Running here to 133 minutes of music, intended as accompaniments and additional scenes to be given with a truncated version of Shakespeare's Midsummer Night's Dream, it is an unwieldy conflation in a quasi-operatic genre which relied especially upon spectacular scenic production. The whole work needs about four hours, of which the music comprises some two and a half, so compromises are usually called for. It contains some of Purcell's finest and most vividly dramatic music, a crazy farrago mixing elements of the Shakespeare play with set pieces ranging from a scene with a Drunken Poet and a rather incongruous Orientalist Chinese scene with monkey's dance, to depictions of the Seasons and a deeply moving Plaint, one of Purcell's finest.
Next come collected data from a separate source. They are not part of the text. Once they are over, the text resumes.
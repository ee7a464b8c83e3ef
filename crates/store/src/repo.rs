//! Typed inserts and queries over the bookshop tables.
//!
//! Every write happens inside a transaction. Single inserts get their own;
//! [`Repository::insert_batch`] and [`Batch`] share one across several rows
//! so that either all of them become visible or none do.

use crate::Database;
use crate::error::{ErrorKind, Result};
use crate::models::{self, Entity, Id, Shop, ShopRow, Stored, Value};
use crate::schema;
use exn::ResultExt;
use sqlx::{Any, Connection, Transaction};
use tracing::{debug, instrument, warn};

/// Repository for inserting and querying publishers, books, shops, stock and
/// sales.
///
/// Borrows the [`Database`] mutably: the connection can only serve one
/// repository (and one open transaction) at a time.
///
/// # Relationships
///
/// - A book belongs to one publisher
/// - A stock row belongs to one book and one shop
/// - A sale belongs to one stock row
/// - Referenced rows must exist before the referencing row is inserted; the
///   store rejects dangling identifiers with [`ErrorKind::Constraint`]
#[derive(Debug)]
pub struct Repository<'db> {
    db: &'db mut Database,
}
impl<'db> From<&'db mut Database> for Repository<'db> {
    fn from(db: &'db mut Database) -> Self {
        Self { db }
    }
}
impl Repository<'_> {
    // =========================================================================
    // Insert
    // =========================================================================

    /// Start a transaction for inserting several related rows.
    ///
    /// Rows inserted through the returned [`Batch`] are only visible once
    /// [`Batch::commit`] succeeds.
    pub async fn begin(&mut self) -> Result<Batch<'_>> {
        let tx = self.db.connection()?.begin().await.or_raise(|| ErrorKind::Query)?;
        Ok(Batch { tx, inserted: 0 })
    }

    /// Insert a single row in its own transaction and return its identifier.
    ///
    /// Returns [`ErrorKind::Constraint`] if a referenced row does not exist;
    /// nothing is written in that case.
    pub async fn insert<E: Entity>(&mut self, entity: &E) -> Result<Id<E>> {
        let mut batch = self.begin().await?;
        let id = batch.insert(entity).await?;
        batch.commit().await?;
        Ok(id)
    }

    /// Insert several rows of the same kind in one transaction.
    ///
    /// Identifiers are returned in input order. If any row is rejected the
    /// whole batch is rolled back and the error of the first failing row is
    /// returned.
    #[instrument(skip_all, fields(table = %E::TABLE, rows = entities.len()))]
    pub async fn insert_batch<E: Entity>(&mut self, entities: &[E]) -> Result<Vec<Id<E>>> {
        let mut batch = self.begin().await?;
        let mut ids = Vec::with_capacity(entities.len());
        for entity in entities {
            match batch.insert(entity).await {
                Ok(id) => ids.push(id),
                Err(err) => {
                    batch.rollback().await?;
                    return Err(err);
                },
            }
        }
        batch.commit().await?;
        Ok(ids)
    }

    // =========================================================================
    // Get/Fetch
    // =========================================================================

    /// Get a row by identifier, e.g. to resolve a belongs-to reference.
    pub async fn get<E: Entity>(&mut self, id: Id<E>) -> Result<Option<Stored<E>>> {
        Ok(self.find_by::<E>("id", id).await?.into_iter().next())
    }

    /// Find every row whose `column` equals `value`, ordered by identifier.
    ///
    /// The column must be declared for the entity's table (or be `id`),
    /// otherwise [`ErrorKind::UnknownColumn`] is returned without querying the
    /// store. No match is an empty vector, not an error.
    pub async fn find_by<E: Entity>(&mut self, column: &str, value: impl Into<Value>) -> Result<Vec<Stored<E>>> {
        let table = E::TABLE;
        let Some(column) = table.column(column) else {
            exn::bail!(ErrorKind::UnknownColumn(table.name(), column.to_string()));
        };
        let value = value.into();
        debug!(%table, column, %value, "finding rows");
        let sql = format!("{} WHERE {column} = $1 ORDER BY id", schema::select_statement(table));
        let args = models::arguments([value])?;
        let rows: Vec<E::Row> = sqlx::query_as_with::<Any, E::Row, _>(&sql, args)
            .fetch_all(self.db.connection()?)
            .await
            .or_raise(|| ErrorKind::Query)?;
        rows.into_iter().map(E::from_row).collect()
    }

    // =========================================================================
    // Listing
    // =========================================================================

    /// List every row of the entity's table, ordered by identifier.
    pub async fn list<E: Entity>(&mut self) -> Result<Vec<Stored<E>>> {
        let sql = format!("{} ORDER BY id", schema::select_statement(E::TABLE));
        let rows: Vec<E::Row> = sqlx::query_as::<Any, E::Row>(&sql)
            .fetch_all(self.db.connection()?)
            .await
            .or_raise(|| ErrorKind::Query)?;
        rows.into_iter().map(E::from_row).collect()
    }

    /// List the shops that stock at least one book from the named publisher.
    ///
    /// Each shop appears once, however many matching stock rows it has, in
    /// identifier order. The name is bound as a parameter, so it may contain
    /// anything. An unknown publisher yields an empty vector.
    #[instrument(skip(self))]
    pub async fn shops_for_publisher(&mut self, publisher: &str) -> Result<Vec<Stored<Shop>>> {
        let rows: Vec<ShopRow> = sqlx::query_as(include_str!("../queries/shops_for_publisher.sql"))
            .bind(publisher)
            .fetch_all(self.db.connection()?)
            .await
            .or_raise(|| ErrorKind::Query)?;
        debug!(shops = rows.len(), "found shops for publisher");
        rows.into_iter().map(Shop::from_row).collect()
    }
}

/// An open transaction on the repository's connection.
///
/// Dropping a batch without calling [`commit`](Self::commit) rolls it back,
/// so an early return (or `?`) never leaves a transaction open.
pub struct Batch<'c> {
    tx: Transaction<'c, Any>,
    inserted: usize,
}
impl Batch<'_> {
    /// Insert one row and return its identifier, which later rows of the same
    /// batch may reference.
    ///
    /// After an error the batch must be rolled back (or dropped): PostgreSQL
    /// aborts the whole transaction on a failed statement, so later inserts
    /// and the commit would fail too.
    pub async fn insert<E: Entity>(&mut self, entity: &E) -> Result<Id<E>> {
        let table = E::TABLE;
        let sql = schema::insert_statement(table);
        let args = models::arguments(entity.values())?;
        let result = sqlx::query_scalar_with::<Any, i64, _>(&sql, args).fetch_one(&mut *self.tx).await;
        let id = match result {
            Ok(id) => id,
            Err(err) => {
                let kind = ErrorKind::from_write(&err, table.name());
                warn!(%table, error = %err, "insert rejected");
                return Err(err).or_raise(|| kind);
            },
        };
        self.inserted += 1;
        debug!(%table, id, "inserted row");
        Ok(Id::new(id))
    }

    /// Number of rows inserted so far.
    pub fn len(&self) -> usize {
        self.inserted
    }

    pub fn is_empty(&self) -> bool {
        self.inserted == 0
    }

    /// Make every row of the batch visible.
    pub async fn commit(self) -> Result<()> {
        let inserted = self.inserted;
        self.tx.commit().await.or_raise(|| ErrorKind::Query)?;
        debug!(rows = inserted, "committed transaction");
        Ok(())
    }

    /// Discard every row of the batch.
    pub async fn rollback(self) -> Result<()> {
        let inserted = self.inserted;
        self.tx.rollback().await.or_raise(|| ErrorKind::Query)?;
        debug!(rows = inserted, "rolled back transaction");
        Ok(())
    }
}

#[cfg(test)]
mod tests {
    use super::*;
    use crate::models::{Book, Publisher, Sale, Stock};

    async fn database() -> Database {
        let mut db = Database::connect_in_memory().await.unwrap();
        db.ensure_schema().await.unwrap();
        db
    }

    #[tokio::test]
    async fn test_insert_and_get() {
        let mut db = database().await;
        let mut repo = db.repository();
        let publisher = repo.insert(&Publisher::new("Penguin Books")).await.unwrap();
        let book = repo.insert(&Book::new("1984", publisher)).await.unwrap();
        let stored = repo.get(book).await.unwrap().unwrap();
        assert_eq!(stored.title, "1984");
        assert_eq!(stored.publisher, publisher);
        let owner = repo.get(stored.publisher).await.unwrap().unwrap();
        assert_eq!(owner.name, "Penguin Books");
    }

    #[tokio::test]
    async fn test_get_missing_is_none() {
        let mut db = database().await;
        let mut repo = db.repository();
        assert!(repo.get(Id::<Shop>::new(42)).await.unwrap().is_none());
    }

    #[tokio::test]
    async fn test_dangling_reference_is_rejected() {
        let mut db = database().await;
        let mut repo = db.repository();
        let err = repo.insert(&Book::new("Orphan", Id::new(999))).await.unwrap_err();
        assert_eq!(*err, ErrorKind::Constraint("book"));
        assert!(repo.list::<Book>().await.unwrap().is_empty());
    }

    #[tokio::test]
    async fn test_dangling_stock_and_sale_references_are_rejected() {
        let mut db = database().await;
        let mut repo = db.repository();
        let shop = repo.insert(&Shop::new("City Bookstore")).await.unwrap();
        let err = repo.insert(&Stock::new(Id::new(5), shop, 1)).await.unwrap_err();
        assert!(err.is_constraint());
        let err = repo.insert(&Sale::new(9.99, "2024-01-15", Id::new(5), 1)).await.unwrap_err();
        assert_eq!(*err, ErrorKind::Constraint("sale"));
        assert!(repo.list::<Stock>().await.unwrap().is_empty());
        assert!(repo.list::<Sale>().await.unwrap().is_empty());
    }

    #[tokio::test]
    async fn test_insert_batch_returns_ids_in_order() {
        let mut db = database().await;
        let mut repo = db.repository();
        let ids = repo
            .insert_batch(&[Shop::new("City Bookstore"), Shop::new("University Books"), Shop::new("Mall Bookshop")])
            .await
            .unwrap();
        assert_eq!(ids.len(), 3);
        assert!(ids.windows(2).all(|pair| pair[0] < pair[1]));
        let shops = repo.list::<Shop>().await.unwrap();
        assert_eq!(shops.iter().map(|s| s.id).collect::<Vec<_>>(), ids);
    }

    #[tokio::test]
    async fn test_insert_batch_is_atomic() {
        let mut db = database().await;
        let mut repo = db.repository();
        let publisher = repo.insert(&Publisher::new("Penguin Books")).await.unwrap();
        let books = [
            Book::new("The Great Gatsby", publisher),
            Book::new("1984", publisher),
            Book::new("Dangling", Id::new(publisher.get() + 100)),
        ];
        let err = repo.insert_batch(&books).await.unwrap_err();
        assert_eq!(*err, ErrorKind::Constraint("book"));
        assert!(repo.list::<Book>().await.unwrap().is_empty());
        // The connection is still usable after the rollback.
        repo.insert(&Book::new("1984", publisher)).await.unwrap();
        assert_eq!(repo.list::<Book>().await.unwrap().len(), 1);
    }

    #[tokio::test]
    async fn test_rejected_batch_row_then_rollback() {
        let mut db = database().await;
        let mut repo = db.repository();
        let mut batch = repo.begin().await.unwrap();
        let publisher = batch.insert(&Publisher::new("Penguin Books")).await.unwrap();
        let err = batch.insert(&Book::new("Dangling", Id::new(publisher.get() + 1))).await.unwrap_err();
        assert!(err.is_constraint());
        batch.rollback().await.unwrap();
        assert!(repo.list::<Publisher>().await.unwrap().is_empty());
        assert!(repo.list::<Book>().await.unwrap().is_empty());
    }

    #[tokio::test]
    async fn test_dropped_batch_is_rolled_back() {
        let mut db = database().await;
        let mut repo = db.repository();
        {
            let mut batch = repo.begin().await.unwrap();
            batch.insert(&Publisher::new("Penguin Books")).await.unwrap();
            assert_eq!(batch.len(), 1);
        }
        assert!(repo.list::<Publisher>().await.unwrap().is_empty());
    }

    #[tokio::test]
    async fn test_batch_rows_reference_each_other() {
        let mut db = database().await;
        let mut repo = db.repository();
        let mut batch = repo.begin().await.unwrap();
        let publisher = batch.insert(&Publisher::new("HarperCollins")).await.unwrap();
        let book = batch.insert(&Book::new("To Kill a Mockingbird", publisher)).await.unwrap();
        let shop = batch.insert(&Shop::new("City Bookstore")).await.unwrap();
        let stock = batch.insert(&Stock::new(book, shop, 8)).await.unwrap();
        batch.insert(&Sale::new(14.5, "2024-03-02", stock, 1)).await.unwrap();
        batch.commit().await.unwrap();
        let sales = repo.find_by::<Sale>("stock_id", stock).await.unwrap();
        assert_eq!(sales.len(), 1);
        assert_eq!(sales[0].price, 14.5);
        assert_eq!(sales[0].count, 1);
    }

    #[tokio::test]
    async fn test_find_by_on_empty_table() {
        let mut db = database().await;
        let mut repo = db.repository();
        assert!(repo.find_by::<Publisher>("name", "Penguin Books").await.unwrap().is_empty());
    }

    #[tokio::test]
    async fn test_find_by_unknown_column() {
        let mut db = database().await;
        let mut repo = db.repository();
        let err = repo.find_by::<Shop>("title", "1984").await.unwrap_err();
        assert_eq!(*err, ErrorKind::UnknownColumn("shop", "title".to_string()));
    }

    #[tokio::test]
    async fn test_find_by_matches_only_equal_values() {
        let mut db = database().await;
        let mut repo = db.repository();
        repo.insert_batch(&[Publisher::new("Penguin Books"), Publisher::new("Random House")]).await.unwrap();
        let found = repo.find_by::<Publisher>("name", "Random House").await.unwrap();
        assert_eq!(found.len(), 1);
        assert_eq!(found[0].name, "Random House");
    }

    #[tokio::test]
    async fn test_shops_for_publisher_are_distinct() {
        let mut db = database().await;
        let mut repo = db.repository();
        let penguin = repo.insert(&Publisher::new("Penguin Books")).await.unwrap();
        let books = repo.insert_batch(&[Book::new("The Great Gatsby", penguin), Book::new("1984", penguin)]).await.unwrap();
        let shop = repo.insert(&Shop::new("City Bookstore")).await.unwrap();
        repo.insert_batch(&[Stock::new(books[0], shop, 15), Stock::new(books[1], shop, 12)]).await.unwrap();
        let shops = repo.shops_for_publisher("Penguin Books").await.unwrap();
        assert_eq!(shops.len(), 1);
        assert_eq!(shops[0].id, shop);
    }

    #[tokio::test]
    async fn test_shops_for_publisher_binds_name() {
        let mut db = database().await;
        let mut repo = db.repository();
        let shops = repo.shops_for_publisher("x' OR '1'='1").await.unwrap();
        assert!(shops.is_empty());
    }

    #[tokio::test]
    async fn test_repository_after_close() {
        let mut db = database().await;
        db.close().await.unwrap();
        let mut repo = db.repository();
        let err = repo.insert(&Shop::new("City Bookstore")).await.unwrap_err();
        assert_eq!(*err, ErrorKind::NotConnected);
        let err = repo.list::<Shop>().await.unwrap_err();
        assert_eq!(*err, ErrorKind::NotConnected);
    }
}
I have seen a rather unsatisfactory production at The Guildhall in the City of London Festival, but would think it a most viable project for the Shakespear's Globe Theatre? Now is the time for a revaluation of these so called semi- and quasi- operas which, taken in the spirit of their times, have so much to offer us now.

Here we have all the music, expertly performed by leading singers on the Britsh Early Music scene, with a splendid specialist, 'historically informed' instrumental group, under the overall direction of Ottavio Dantone - idiomatic and in perfect character.

It is a cornucopia of delights, with more than twice as much vintage Purcell as in the justly admired Dido & Aeneas. There is a lot to be said for having The Fairy Queen on CD, with the stage directions provided by ARTS alongside full texts to help your imagination picture the vivid stage happenings, realised originally with complicated stage machinery, but surviving because they are counterpointed by Purcell's amazing music which encompasses so many moods.

Maybe it is only half an opera ("semi-" or "quasi-") but it is full of real operatic scenes which, to my mind, place The Fairy Queen firmly in what should be the operatic 'canon' of the period.